The aim of this study was to evaluate the frequency of various otolaryngological symptoms in patients with COVID-19 with regard to age, gender and pneumonia-related thorax CT characteristics.

Methods

This is a retrospective study conducted between March 25, 2020 and April 25, 2020. The anamnesis and medical files of 155 patients who applied to our outpatient COVID-19 clinic were evaluated. Patients with positive PCR tests for COVID-19 who were aged between 18–72 years were divided into groups according to the presence of otolaryngological symptoms. The differences between the two groups were examined.

Results

Of the 155 patients, 89 (57.4%) had otolaryngological symptoms. The mean age of the patients was 36.3 ± 8.1 years. Ninety-one (58.7%) patients were female, and 64 (42.2%) were male. Fifty-eight (37.4%) patients had received a clinical diagnosis of viral pneumonia with ground glass findings in tomography. The frequency of otolaryngological symptoms was higher in females than males (p: 0.029). The otolaryngological symptoms were also observed to be more frequent in the 18–30 age group (p: 0.013) compared to other age groups.

Conclusions

Tinnitus, gingivitis, sudden hearing loss, Bell’s palsy, and hoarseness can be seen in COVID-19, albeit rarely. Revealing the otolaryngological symptoms of COVID-19, and obtaining more information about the extent of disease will be useful in managing patients and their complaints associated with otolaryngology

Introduction

The disease caused by the virus named as SARS-CoV-2 started in Wuhan, China at the end of 2019. It spread throughout the globe at an alarming pace and became the first pandemic of the twenty-first century. After seeing some signs of slowing with worldwide measures, it is evident that the disease (COVID-19) will continue to spread due to the reduction in strict measures [1].

It is well-established that the disease may be asymptomatic or may range from mild to very severe symptoms [2,3,4]. According to the data obtained in recent studies, the severity of the disease differs epidemiologically according to race, gender and age [2, 5, 6].

COVID-19 was classified as type A has seen in the USA and Australia, type B has seen in China, and East Asia and type C has seen in Europe in a recent study [7]. These subtypes can have different clinical symptoms as well.
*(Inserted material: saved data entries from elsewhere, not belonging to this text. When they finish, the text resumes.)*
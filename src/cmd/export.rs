// Copyright 2025 Fernando Borretti
//
// Licensed under the Apache License, Version 2.0 (the "License");
// you may not use this file except in compliance with the License.
// You may obtain a copy of the License at
//
//     http://www.apache.org/licenses/LICENSE-2.0
//
// Unless required by applicable law or agreed to in writing, software
// distributed under the License is distributed on an "AS IS" BASIS,
// WITHOUT WARRANTIES OR CONDITIONS OF ANY KIND, either express or implied.
// See the License for the specific language governing permissions and
// limitations under the License.

use std::collections::HashMap;

use serde::Serialize;

use crate::error::Fallible;
use crate::types::rating::Rating;
use crate::types::review::ReviewKind;
use crate::types::timestamp::Timestamp;
use crate::types::topic::Topic;
use crate::types::topic_id::TopicId;
use crate::wiki::Wiki;

pub fn export_command() -> Fallible<()> {
    let wiki = Wiki::load()?;
    let export: Export = get_export(&wiki)?;
    let json: String = serde_json::to_string_pretty(&export)?;
    println!("{json}");
    Ok(())
}

#[derive(Serialize)]
#[serde(rename_all = "camelCase")]
struct Export {
    topics: Vec<Topic>,
    reviews: Vec<ReviewExport>,
}

#[derive(Serialize)]
#[serde(rename_all = "camelCase")]
struct ReviewExport {
    topic_id: TopicId,
    title: Option<String>,
    reviewed_at: Timestamp,
    rating: Rating,
    kind: ReviewKind,
}

fn get_export(wiki: &Wiki) -> Fallible<Export> {
    let topics: Vec<Topic> = wiki.db.all_topics()?;
    let titles: HashMap<TopicId, &str> = topics
        .iter()
        .map(|t| (t.id, t.title.as_str()))
        .collect();
    let reviews: Vec<ReviewExport> = wiki
        .db
        .all_reviews()?
        .into_iter()
        .map(|log| ReviewExport {
            topic_id: log.topic_id,
            title: titles.get(&log.topic_id).map(|t| t.to_string()),
            reviewed_at: log.reviewed_at,
            rating: log.rating,
            kind: log.kind,
        })
        .collect();
    Ok(Export { topics, reviews })
}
In this study, we aimed to investigate otolaryngological symptoms in patients diagnosed with COVID-19 at our clinic.

Methods

We conducted a retrospective observational study in our hospital which was designated as a ‘pandemic hospital’ by the Ministry of Health, between March 25, 2020 and April 25, 2020. The study group was comprised of patients who had applied to our outpatient clinic and were later confirmed to have COVID-19 via real-time PCR (qRT-PCR) tests on respiratory samples (oropharyngeal and nasopharyngeal swabs). All patients between the ages of 18–72 were included in the study. The patient groups with otolaryngological symptoms were divided into 5 age groups: ages between 18–30 was defined as Group 1, ages between 30–40 was Group2, ages between 50–60 was Group 4 and ages more than 60 was defined as Group 5. The distribution of age according to ENT symptoms was evaluated. The extraction of RNA from samples was performed using the NucleoSpin® RNA Virus kit (Macherey–Nagel) according to the manufacturer’s instructions, and amplification via RT-PCR was performed with protocols developed by the Turkish National Public Health Institute [8].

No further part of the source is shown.